2026-05-26 · No breaking changes. Clean sweep on deprecations and pricing.
🚨 Breaking
None today.
🗑️ Dépréciations
None announced.
💰 Pricing
No pricing changes in today's brief.
🆕 Nouveautés
llama.cpp b9330 — Silent correctness bug fixed for nemotron-h. ffn_latent_down/ffn_latent_up were declared as GGML_OP_MUL in LLM_TENSOR_INFOS, but nemotron-h routes them through ggml_mul_mat at runtime. The backend buffer probe tested the declared op — GGML_OP_MUL — which previously returned true unconditionally on q8_0 weights, silently assigning the wrong backend. Now correctly tagged MUL_MAT. If you run nemotron-h locally with quantized weights, this is a silent-correctness fix — upgrade.
→ b9330
llama.cpp b9329 — Fast Walsh-Hadamard transform added for CUDA, with unrolls and warp-size-64 tuning. Pure throughput win for ops that use it; no API surface change. → b9329
Cline v3.85.0 — Three new model families added: GPT-5.5 on SAP AI Core, DeepSeek V4 Flash and Pro, Gemini 3.5 Flash (both Gemini and Vertex providers). Also fixes Vertex AI global endpoint handling for Claude models — if you route Claude through the Vertex global endpoint, this patch is worth pulling now. → v3.85.0
browser-use 0.12.9 — Session ID is now passed through to judge LLM calls (improves traceability in multi-session agent runs).

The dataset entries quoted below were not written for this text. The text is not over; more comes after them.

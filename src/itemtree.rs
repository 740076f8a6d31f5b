//! The tree of files and folders a batch run processes.
//!
//! Items are stored in pre-order: every folder precedes its contents, and
//! siblings are sorted by file name. IDs are indices into that order and stay
//! valid for the lifetime of the tree; renaming an item changes `name` but
//! never `orig_name`, `id`, or the tree shape.
//!
//! ```text
//! content/                 (root, not an item)
//! ├── Body/                id 0, depth 0, folder
//! │   ├── Hands/           id 1, depth 1, folder
//! │   │   └── Left.jpg     id 2, depth 2
//! │   └── Torso.jpg        id 3, depth 1
//! └── cover.png            id 4, depth 0
//! ```

use std::cell::RefCell;
use std::collections::{HashMap, HashSet};
use std::path::{Path, PathBuf};
use std::rc::Rc;
use thiserror::Error;
use walkdir::WalkDir;

#[derive(Error, Debug)]
pub enum TreeError {
    #[error("IO error: {0}")]
    Io(#[from] std::io::Error),
    #[error("Walk error: {0}")]
    Walk(#[from] walkdir::Error),
    #[error("Not a directory: {0}")]
    NotADirectory(PathBuf),
}

pub type ItemId = usize;

/// Shared handle used while a batch run mutates names.
pub type SharedTree = Rc<RefCell<ItemTree>>;

#[derive(Debug, Clone, Copy, PartialEq, Eq, Hash)]
pub enum ItemKind {
    File,
    Folder,
}

#[derive(Debug, Clone, PartialEq)]
pub struct Item {
    pub id: ItemId,
    /// Current name; actions such as rename replace it.
    pub name: String,
    /// Name the item had when the tree was built.
    pub orig_name: String,
    pub kind: ItemKind,
    pub parent: Option<ItemId>,
    /// 0 for top-level items.
    pub depth: usize,
    /// Source path on disk. Empty for trees built in memory.
    pub path: PathBuf,
}

impl Item {
    pub fn is_folder(&self) -> bool {
        self.kind == ItemKind::Folder
    }
}

#[derive(Debug, Clone, Default)]
pub struct ItemTree {
    items: Vec<Item>,
    children: HashMap<Option<ItemId>, Vec<ItemId>>,
    root: PathBuf,
}

impl ItemTree {
    pub fn new() -> Self {
        Self::default()
    }

    /// Build a tree from the contents of `root` (the root itself is not an item).
    ///
    /// Hidden entries (names starting with `.`) and everything below them are
    /// skipped. Symlinks are not followed.
    pub fn from_dir(root: &Path) -> Result<Self, TreeError> {
        Self::from_dir_excluding(root, &[])
    }

    /// Like [`ItemTree::from_dir`], leaving out `excluded` paths and their
    /// contents. Paths are compared as given, so pass them in the same form
    /// as `root` (both canonical or both relative).
    pub fn from_dir_excluding(root: &Path, excluded: &[PathBuf]) -> Result<Self, TreeError> {
        if !root.is_dir() {
            return Err(TreeError::NotADirectory(root.to_path_buf()));
        }

        let mut tree = ItemTree {
            root: root.to_path_buf(),
            ..Default::default()
        };
        let mut ids_by_path: HashMap<PathBuf, ItemId> = HashMap::new();

        let walker = WalkDir::new(root)
            .min_depth(1)
            .sort_by_file_name()
            .into_iter()
            .filter_entry(|e| {
                !e.file_name().to_string_lossy().starts_with('.') && !excluded.iter().any(|x| x == e.path())
            });

        for entry in walker {
            let entry = entry?;
            let path = entry.path().to_path_buf();
            let parent = path.parent().and_then(|p| ids_by_path.get(p).copied());
            let kind = if entry.file_type().is_dir() {
                ItemKind::Folder
            } else {
                ItemKind::File
            };
            let name = entry.file_name().to_string_lossy().into_owned();
            let id = tree.push(name, kind, parent, path.clone());
            if kind == ItemKind::Folder {
                ids_by_path.insert(path, id);
            }
        }

        Ok(tree)
    }

    /// Directory the tree was built from, if any.
    pub fn root(&self) -> &Path {
        &self.root
    }

    /// Append an item under `parent` (or at top level).
    ///
    /// Pre-order holds as long as a folder's contents are inserted before
    /// anything that follows the folder, which is how both `from_dir` and the
    /// test tree builder insert.
    pub fn insert(&mut self, name: &str, kind: ItemKind, parent: Option<ItemId>) -> ItemId {
        let path = match parent.and_then(|p| self.items.get(p)) {
            Some(p) if !p.path.as_os_str().is_empty() => p.path.join(name),
            _ => PathBuf::new(),
        };
        self.push(name.to_string(), kind, parent, path)
    }

    fn push(&mut self, name: String, kind: ItemKind, parent: Option<ItemId>, path: PathBuf) -> ItemId {
        let id = self.items.len();
        let depth = parent
            .and_then(|p| self.items.get(p))
            .map(|p| p.depth + 1)
            .unwrap_or(0);
        self.items.push(Item {
            id,
            orig_name: name.clone(),
            name,
            kind,
            parent,
            depth,
            path,
        });
        self.children.entry(parent).or_default().push(id);
        id
    }

    pub fn get(&self, id: ItemId) -> Option<&Item> {
        self.items.get(id)
    }

    pub fn get_mut(&mut self, id: ItemId) -> Option<&mut Item> {
        self.items.get_mut(id)
    }

    /// Rename an item. Unknown IDs are ignored.
    pub fn set_name(&mut self, id: ItemId, name: impl Into<String>) {
        if let Some(item) = self.items.get_mut(id) {
            item.name = name.into();
        }
    }

    pub fn len(&self) -> usize {
        self.items.len()
    }

    pub fn is_empty(&self) -> bool {
        self.items.is_empty()
    }

    /// All items, folders included, in pre-order.
    pub fn iter(&self) -> impl Iterator<Item = &Item> {
        self.items.iter()
    }

    /// Files only, in pre-order.
    pub fn files(&self) -> impl Iterator<Item = &Item> {
        self.items.iter().filter(|i| !i.is_folder())
    }

    /// Direct children of `parent` (`None` = top level), in order.
    pub fn children(&self, parent: Option<ItemId>) -> &[ItemId] {
        self.children.get(&parent).map(Vec::as_slice).unwrap_or(&[])
    }

    /// Ancestors of `id`, outermost first. Empty for top-level items.
    pub fn parents(&self, id: ItemId) -> Vec<ItemId> {
        let mut parents = Vec::new();
        let mut current = self.items.get(id).and_then(|i| i.parent);
        while let Some(p) = current {
            parents.push(p);
            current = self.items.get(p).and_then(|i| i.parent);
        }
        parents.reverse();
        parents
    }

    /// Path of `id` relative to the tree root, built from original names.
    pub fn relative_path(&self, id: ItemId) -> PathBuf {
        let mut path = PathBuf::new();
        for p in self.parents(id) {
            path.push(&self.items[p].orig_name);
        }
        if let Some(item) = self.items.get(id) {
            path.push(&item.orig_name);
        }
        path
    }

    /// Count the items of `scope` at `depth` whose parent is `parent`.
    pub fn count_siblings(&self, scope: &[ItemId], depth: usize, parent: Option<ItemId>) -> usize {
        scope
            .iter()
            .filter_map(|&id| self.items.get(id))
            .filter(|i| i.depth == depth && i.parent == parent)
            .count()
    }

    /// `items` with their ancestor folders interleaved: each folder appears
    /// once, immediately before the first item it contains.
    pub fn with_parents(&self, items: &[ItemId]) -> Vec<ItemId> {
        let mut visited = HashSet::new();
        let mut result = Vec::with_capacity(items.len());
        for &id in items {
            for parent in self.parents(id) {
                if visited.insert(parent) {
                    result.push(parent);
                }
            }
            result.push(id);
        }
        result
    }
}
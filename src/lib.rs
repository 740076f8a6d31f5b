//! # Batcher
//!
//! A batch-processing core for files and folders: a pipeline of user
//! configured actions and conditions runs over every matching item of a
//! directory tree, renaming items with a filename pattern and exporting them
//! to an output directory.
//!
//! # Architecture: Three Layers
//!
//! ```text
//! 1. Invoker    commands in named groups, invoked in order (with generators)
//! 2. Registry   the pipeline as data: action and condition descriptors
//! 3. Batcher    one invoker per run, built from the registry, driven per item
//! ```
//!
//! The invoker knows nothing about items or files. The registry knows nothing
//! about how commands run. The batcher connects the two and owns the run's
//! shared state (the item tree, the matching items, the export records).
//!
//! # Module Map
//!
//! | Module | Role |
//! |--------|------|
//! | [`invoker`] | Grouped command engine: ordering, nesting, generators, for-each wrappers |
//! | [`commands`] | Command registry: descriptors, events, JSON persistence |
//! | [`pdb`] | Procedure database and procedure-to-descriptor mapping |
//! | [`pattern`] | `StringPattern`, the `[field, args]` template language |
//! | [`renamer`] | `ItemRenamer` and the built-in name fields |
//! | [`itemtree`] | The files and folders being processed |
//! | [`uniquify`] | Unique names for items, paths and registry entries |
//! | [`naming`] | File extension helpers |
//! | [`builtins`] | Built-in actions (rename, export) and conditions |
//! | [`batcher`] | Runs a pipeline over an item tree |
//! | [`config`] | `batcher.toml` loading, merging, and validation |
//! | [`output`] | CLI output formatting |
//!
//! # Design Decisions
//!
//! ## Single-Threaded Shared State
//!
//! Commands added to an invoker may add, remove and reorder commands on the
//! invoker that is running them. Handles are `Rc<RefCell<..>>` and every
//! operation takes `&self`, so a command can hold a clone of the invoker it
//! lives in. A run is single-threaded from start to finish.
//!
//! ## Generators as Coroutines
//!
//! A command may return a [`invoker::Coroutine`] instead of a value. The
//! invoker keeps it per group and resumes it on every later invocation, which
//! is how renaming keeps its numbering state across the items of a run.
//!
//! ## Fail-Soft Patterns
//!
//! A pattern never fails to produce a name. A field with bad arguments, an
//! unknown field, or a field function error leaves the field's text as typed,
//! so a typo shows up in the output name instead of aborting the run.

pub mod batcher;
pub mod builtins;
pub mod commands;
pub mod config;
pub mod invoker;
pub mod itemtree;
pub mod naming;
pub mod output;
pub mod pattern;
pub mod pdb;
pub mod renamer;
pub mod uniquify;

#[cfg(test)]
pub(crate) mod test_helpers;
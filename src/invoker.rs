//! Group-based command execution engine.
//!
//! An [`Invoker`] keeps named, independently ordered groups of commands and
//! runs a group's commands in order on [`Invoker::invoke`]. Commands come in
//! three shapes (see [`Command`]):
//!
//! - **Functions** run once per invocation. A function that returns
//!   [`Outcome::Generator`] instead of a value becomes a *resumable* command:
//!   its first invocation in a group starts the coroutine, and every later
//!   invocation in that group resumes it one step, without calling the
//!   function again. When the coroutine completes, the command is removed
//!   from that group only.
//! - **For-each functions** wrap every other command of their group:
//!   "before" runs, the command runs, then "after" runs with the command's
//!   result.
//! - **Nested invokers** run their own commands of the same group.
//!
//! # Mutation during invocation
//!
//! `Invoker` is a cheaply cloneable handle and every method takes `&self`, so
//! a command may add, remove, or reorder commands of the invoker that is
//! running it. `invoke` walks a snapshot of the group and skips commands that
//! are no longer members when their turn comes.
//!
//! # Command IDs
//!
//! IDs come from one process-wide counter: they increase strictly and are
//! never reused, even across invokers. Once a command leaves its last group
//! its ID is forgotten.
//!
//! ```text
//! group "default":        [for-each: timer]   [commands: resize, rename, export]
//!
//! invoke("default"):      timer.before  resize  timer.after(result)
//!                         timer.before  rename  timer.after(result)
//!                         timer.before  export  timer.after(result)
//! ```

use serde_json::{Map, Value};
use std::cell::RefCell;
use std::collections::{HashMap, HashSet};
use std::fmt;
use std::rc::Rc;
use std::sync::atomic::{AtomicU64, Ordering};
use thiserror::Error;
use tracing::{debug, trace};

/// Keyword arguments passed to commands.
pub type Kwargs = Map<String, Value>;

pub type CommandId = u64;

/// Name of the group used when no group is given.
pub const DEFAULT_GROUP: &str = "default";

static NEXT_COMMAND_ID: AtomicU64 = AtomicU64::new(1);
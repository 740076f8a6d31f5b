//! Shared test utilities for the batcher test suite.
//!
//! Provides item-tree builders from an indented outline, lookup helpers
//! that panic with a clear message, and a call log for asserting command
//! invocation order.
//!
//! # Usage
//!
//! ```rust
//! use crate::test_helpers::*;
//!
//! let tree = build_tree("
//!     Body/
//!       Hands/
//!         Left.jpg
//!       Torso.jpg
//!     cover.png
//! ");
//! let left = find_item(&tree, "Left.jpg");
//! assert_eq!(left.depth, 2);
//!
//! let log = CallLog::default();
//! invoker.add(logging_function(&log, "resize"), AddOptions::default());
//! invoker.invoke(InvokeOptions::default()).unwrap();
//! assert_eq!(log.entries(), vec!["resize []"]);
//! ```

use std::cell::RefCell;
use std::path::Path;
use std::rc::Rc;
use tempfile::TempDir;

use crate::invoker::Function;
use crate::itemtree::{Item, ItemId, ItemKind, ItemTree};

// =========================================================================
// Tree outlines
// =========================================================================

/// Parse an outline into `(depth, name, kind)` rows. Two spaces per level,
/// relative to the least-indented line; a trailing `/` marks a folder.
fn outline_rows(outline: &str) -> Vec<(usize, String, ItemKind)> {
    let lines: Vec<&str> = outline.lines().filter(|l| !l.trim().is_empty()).collect();
    let base = lines
        .iter()
        .map(|l| l.len() - l.trim_start().len())
        .min()
        .unwrap_or(0);

    lines
        .iter()
        .map(|line| {
            let depth = (line.len() - line.trim_start().len() - base) / 2;
            let entry = line.trim();
            match entry.strip_suffix('/') {
                Some(folder) => (depth, folder.to_string(), ItemKind::Folder),
                None => (depth, entry.to_string(), ItemKind::File),
            }
        })
        .collect()
}

/// Build an in-memory tree from an indented outline.
pub fn build_tree(outline: &str) -> ItemTree {
    let mut tree = ItemTree::new();
    let mut stack: Vec<ItemId> = Vec::new();
    for (depth, name, kind) in outline_rows(outline) {
        stack.truncate(depth);
        let id = tree.insert(&name, kind, stack.last().copied());
        if kind == ItemKind::Folder {
            stack.push(id);
        }
    }
    tree
}

/// Create the outline as real files and folders in a temp directory.
///
/// Each file's content is its own name, so copies can be told apart.
pub fn setup_source(outline: &str) -> TempDir {
    let tmp = TempDir::new().unwrap();
    let mut stack: Vec<std::path::PathBuf> = Vec::new();
    for (depth, name, kind) in outline_rows(outline) {
        stack.truncate(depth);
        let parent = stack.last().cloned().unwrap_or_else(|| tmp.path().to_path_buf());
        let path = parent.join(&name);
        match kind {
            ItemKind::Folder => {
                std::fs::create_dir_all(&path).unwrap();
                stack.push(path);
            }
            ItemKind::File => std::fs::write(&path, name.as_bytes()).unwrap(),
        }
    }
    tmp
}

/// List every file under `root` as a sorted relative path with `/` separators.
pub fn list_files(root: &Path) -> Vec<String> {
    let mut files: Vec<String> = walkdir::WalkDir::new(root)
        .into_iter()
        .filter_map(|e| e.ok())
        .filter(|e| e.file_type().is_file())
        .map(|e| {
            e.path()
                .strip_prefix(root)
                .unwrap()
                .to_string_lossy()
                .replace('\\', "/")
        })
        .collect();
    files.sort();
    files
}

// =========================================================================
// Tree lookups (panics with a clear message on miss)
// =========================================================================

/// Find an item by original name. Panics if not found.
pub fn find_item<'a>(tree: &'a ItemTree, name: &str) -> &'a Item {
    tree.iter().find(|i| i.orig_name == name).unwrap_or_else(|| {
        let names: Vec<&str> = tree.iter().map(|i| i.orig_name.as_str()).collect();
        panic!("item '{name}' not found. Available: {names:?}")
    })
}

/// Current names of all items, in tree order.
pub fn names(tree: &ItemTree) -> Vec<String> {
    tree.iter().map(|i| i.name.clone()).collect()
}

// =========================================================================
// Invocation log
// =========================================================================

/// An ordered log shared between test commands and assertions.
#[derive(Clone, Default)]
pub struct CallLog(Rc<RefCell<Vec<String>>>);

impl CallLog {
    pub fn push(&self, entry: impl Into<String>) {
        self.0.borrow_mut().push(entry.into());
    }

    pub fn entries(&self) -> Vec<String> {
        self.0.borrow().clone()
    }
}

/// A command that logs `"{label} {args as JSON}"` and returns null.
pub fn logging_function(log: &CallLog, label: &str) -> Function {
    let log = log.clone();
    let label = label.to_string();
    Function::new(move |args, _| {
        let args = serde_json::to_string(args).unwrap();
        log.push(format!("{label} {args}"));
        Ok(serde_json::Value::Null.into())
    })
}
pub fn export_dict(extension: &str, overwrite: OverwriteMode) -> CommandDict {
    let mut extension_arg = ArgumentDict::new("file_extension", "file_extension", DEFAULT_FILE_EXTENSION);
    extension_arg.value = Some(extension.into());
    extension_arg.display_name = Some("File extension".to_string());
    let mut overwrite_arg = ArgumentDict::new("overwrite", "choice", OverwriteMode::default().as_str());
    overwrite_arg.value = Some(overwrite.as_str().into());
    overwrite_arg.display_name = Some("If a file already exists".to_string());

    CommandDict {
        display_name: Some("Export".to_string()),
        menu_path: Some("File and Naming".to_string()),
        display_options_on_create: Some(true),
        arguments: vec![extension_arg, overwrite_arg],
        ..CommandDict::new(EXPORT)
    }
}

pub fn matching_file_extension_dict() -> CommandDict {
    CommandDict {
        display_name: Some("Matching File Extension".to_string()),
        menu_path: Some("File and Naming".to_string()),
        ..CommandDict::condition(MATCHING_FILE_EXTENSION)
    }
}

pub fn matching_text_dict(match_mode: MatchMode, text: &str, ignore_case: bool) -> CommandDict {
    let mut mode_arg = ArgumentDict::new("match_mode", "choice", MatchMode::default().as_str());
    mode_arg.value = Some(match_mode.as_str().into());
    mode_arg.display_name = Some("How to perform matching".to_string());
    let mut text_arg = ArgumentDict::new("text", "string", "image");
    text_arg.value = Some(text.into());
    text_arg.display_name = Some("Text to match".to_string());
    let mut case_arg = ArgumentDict::new("ignore_case", "bool", false);
    case_arg.value = Some(ignore_case.into());
    case_arg.display_name = Some("Ignore case sensitivity".to_string());

    CommandDict {
        display_name: Some("Matching Text...".to_string()),
        menu_path: Some("File and Naming".to_string()),
        display_options_on_create: Some(true),
        arguments: vec![mode_arg, text_arg, case_arg],
        ..CommandDict::condition(MATCHING_TEXT)
    }
}
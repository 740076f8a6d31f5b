//! Procedure database: externally provided procedures that can be added to a
//! command registry by name and run by the batcher.
//!
//! A procedure describes itself (name, menu label, blurb, typed arguments);
//! [`command_dict_from_procedure`] turns that description into a command
//! descriptor the registry accepts.

use serde::{Deserialize, Serialize};
use serde_json::Value;
use std::collections::BTreeMap;
use std::rc::Rc;

use crate::commands::{ArgumentDict, CommandDict, MORE_OPTIONS_TAG, Origin};
use crate::invoker::{CommandError, Kwargs};
use crate::uniquify::uniquify_argument_name;

/// Type name of the run-mode argument most GIMP procedures take first.
pub const RUN_MODE_TYPE: &str = "enum:RunMode";

/// Run mode passed to procedures during batch processing.
pub const RUN_MODE_NONINTERACTIVE: &str = "NONINTERACTIVE";

/// GEGL arguments that are rarely changed and go under "more options".
const LESS_USED_GEGL_ARGUMENTS: &[&str] = &["visible-", "name-"];

/// Defaults that differ from what the procedures declare, chosen so the
/// procedure works on the current image instead of opening new ones.
const CUSTOM_DEFAULTS: &[(&str, &[(&str, bool)])] = &[
    (
        "file-pdf-export",
        &[("ignore-hidden", false), ("layers-as-pages", true), ("reverse-order", true)],
    ),
    ("plug-in-lighting", &[("new-image", false)]),
    ("plug-in-map-object", &[("new-image", false), ("new-layer", false)]),
    ("plug-in-smooth-palette", &[("show-image", false)]),
    ("script-fu-add-bevel", &[("toggle", false)]),
    ("script-fu-circuit", &[("toggle-3", false)]),
    ("script-fu-fuzzy-border", &[("toggle-3", false), ("toggle-4", false)]),
    ("script-fu-old-photo", &[("toggle-4", false)]),
    ("script-fu-round-corners", &[("toggle-3", false)]),
    ("script-fu-slide", &[("toggle", false)]),
    ("script-fu-spinning-globe", &[("toggle-3", false)]),
];

#[derive(Debug, Clone, Copy, PartialEq, Eq, Default, Serialize, Deserialize)]
#[serde(rename_all = "lowercase")]
pub enum ProcedureKind {
    #[default]
    Gimp,
    Gegl,
}

#[derive(Debug, Clone, PartialEq, Serialize, Deserialize)]
pub struct ProcedureArgument {
    pub name: String,
    #[serde(default)]
    pub blurb: Option<String>,
    #[serde(rename = "type")]
    pub type_name: String,
    #[serde(default)]
    pub default_value: Option<Value>,
}

#[derive(Debug, Clone, PartialEq, Serialize, Deserialize)]
pub struct Procedure {
    pub name: String,
    #[serde(default)]
    pub menu_label: Option<String>,
    #[serde(default)]
    pub blurb: Option<String>,
    #[serde(default)]
    pub kind: ProcedureKind,
    #[serde(default)]
    pub arguments: Vec<ProcedureArgument>,
}

pub trait ProcedureDatabase {
    fn lookup(&self, name: &str) -> Option<Procedure>;

    fn contains(&self, name: &str) -> bool {
        self.lookup(name).is_some()
    }

    /// Run a procedure with arguments passed by name.
    fn run(&self, name: &str, kwargs: &Kwargs) -> Result<Value, CommandError>;
}

type RunFn = Rc<dyn Fn(&Kwargs) -> Result<Value, CommandError>>;

/// A procedure database held in memory. Procedures registered without a run
/// function succeed with `null`.
#[derive(Default)]
pub struct InMemoryProcedureDatabase {
    procedures: BTreeMap<String, (Procedure, Option<RunFn>)>,
}

impl InMemoryProcedureDatabase {
    pub fn new() -> Self {
        Self::default()
    }

    /// Load procedure descriptions from a JSON array.
    pub fn from_json(json: &str) -> Result<Self, serde_json::Error> {
        let procedures: Vec<Procedure> = serde_json::from_str(json)?;
        let mut db = Self::new();
        for procedure in procedures {
            db.register(procedure);
        }
        Ok(db)
    }

    pub fn register(&mut self, procedure: Procedure) {
        self.procedures.insert(procedure.name.clone(), (procedure, None));
    }

    pub fn register_with<F>(&mut self, procedure: Procedure, run: F)
    where
        F: Fn(&Kwargs) -> Result<Value, CommandError> + 'static,
    {
        self.procedures
            .insert(procedure.name.clone(), (procedure, Some(Rc::new(run))));
    }

    pub fn names(&self) -> impl Iterator<Item = &str> {
        self.procedures.keys().map(String::as_str)
    }
}

impl ProcedureDatabase for InMemoryProcedureDatabase {
    fn lookup(&self, name: &str) -> Option<Procedure> {
        self.procedures.get(name).map(|(p, _)| p.clone())
    }

    fn run(&self, name: &str, kwargs: &Kwargs) -> Result<Value, CommandError> {
        match self.procedures.get(name) {
            Some((_, Some(run))) => run(kwargs),
            Some((_, None)) => Ok(Value::Null),
            None => Err(CommandError::new(format!("procedure \"{name}\" not found"))),
        }
    }
}

/// Build a command descriptor for `procedure`.
pub fn command_dict_from_procedure(procedure: &Procedure) -> CommandDict {
    let origin = match procedure.kind {
        ProcedureKind::Gimp => Origin::GimpPdb,
        ProcedureKind::Gegl => Origin::Gegl,
    };

    let mut taken: Vec<String> = Vec::new();
    let mut arguments = Vec::with_capacity(procedure.arguments.len());
    for arg in &procedure.arguments {
        let name = uniquify_argument_name(&arg.name, taken.iter().map(String::as_str));
        taken.push(name.clone());

        let default_value = if arg.type_name == RUN_MODE_TYPE {
            Some(Value::from(RUN_MODE_NONINTERACTIVE))
        } else {
            custom_default(&procedure.name, &arg.name).or_else(|| arg.default_value.clone())
        };

        let mut tags = Vec::new();
        if origin == Origin::Gegl && LESS_USED_GEGL_ARGUMENTS.contains(&name.as_str()) {
            tags.push(MORE_OPTIONS_TAG.to_string());
        }

        arguments.push(ArgumentDict {
            name,
            type_name: arg.type_name.clone(),
            value: None,
            default_value,
            display_name: arg.blurb.clone(),
            tags,
            visible: None,
        });
    }

    CommandDict {
        name: Some(sanitize_procedure_name(&procedure.name)),
        function: Some(procedure.name.clone()),
        orig_name: Some(procedure.name.clone()),
        origin: Some(origin),
        arguments,
        display_name: Some(procedure_display_name(procedure)),
        description: Some(procedure.blurb.clone().unwrap_or_default()),
        ..Default::default()
    }
}

fn custom_default(procedure: &str, argument: &str) -> Option<Value> {
    CUSTOM_DEFAULTS
        .iter()
        .find(|(name, _)| *name == procedure)
        .and_then(|(_, defaults)| defaults.iter().find(|(arg, _)| *arg == argument))
        .map(|(_, value)| Value::Bool(*value))
}

/// Command names cannot contain the path (`/`) or attribute (`.`) separators.
fn sanitize_procedure_name(name: &str) -> String {
    name.replace(['/', '.'], "_")
}

fn procedure_display_name(procedure: &Procedure) -> String {
    match procedure.menu_label.as_deref() {
        Some(label) if !label.is_empty() => {
            let label = label.replace('_', "");
            match label.strip_suffix("...") {
                Some(stripped) => stripped.to_string(),
                None => label,
            }
        }
        _ => procedure.name.clone(),
    }
}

New-tab pages no longer trigger spurious screenshots. → 0.12.9
🌐 Actualité IA
DVAO (HF Papers): Extends Group Relative Policy Optimization with dynamic variance-adaptive advantage weighting for multi-reward RL settings — relevant if you're blending multiple reward signals in RLHF pipelines. → 2605.25604
ParaVT (HF Papers): Addresses the sequential-tool-call bottleneck in video-agent RL — enables parallel tool dispatch (multiple tools per turn) rather than one per turn. Watch if you're building multi-tool agentic systems. → 2605.20342
HN trending — "Using AI to write better code more slowly" hit 295 points and 117 comments. Community debate on deliberate vs. velocity-first AI coding workflows — worth a skim if your team is calibrating AI-assist norms. → nolanlawson.com
💡 Conseil du jour
If nemotron-h is in your local inference stack: update llama.cpp to b9330 before your next run. The buft probe bug produced no visible error — it silently assigned q8_0 weight tensors to the wrong backend. Wrong backend = wrong numerics, not a crash.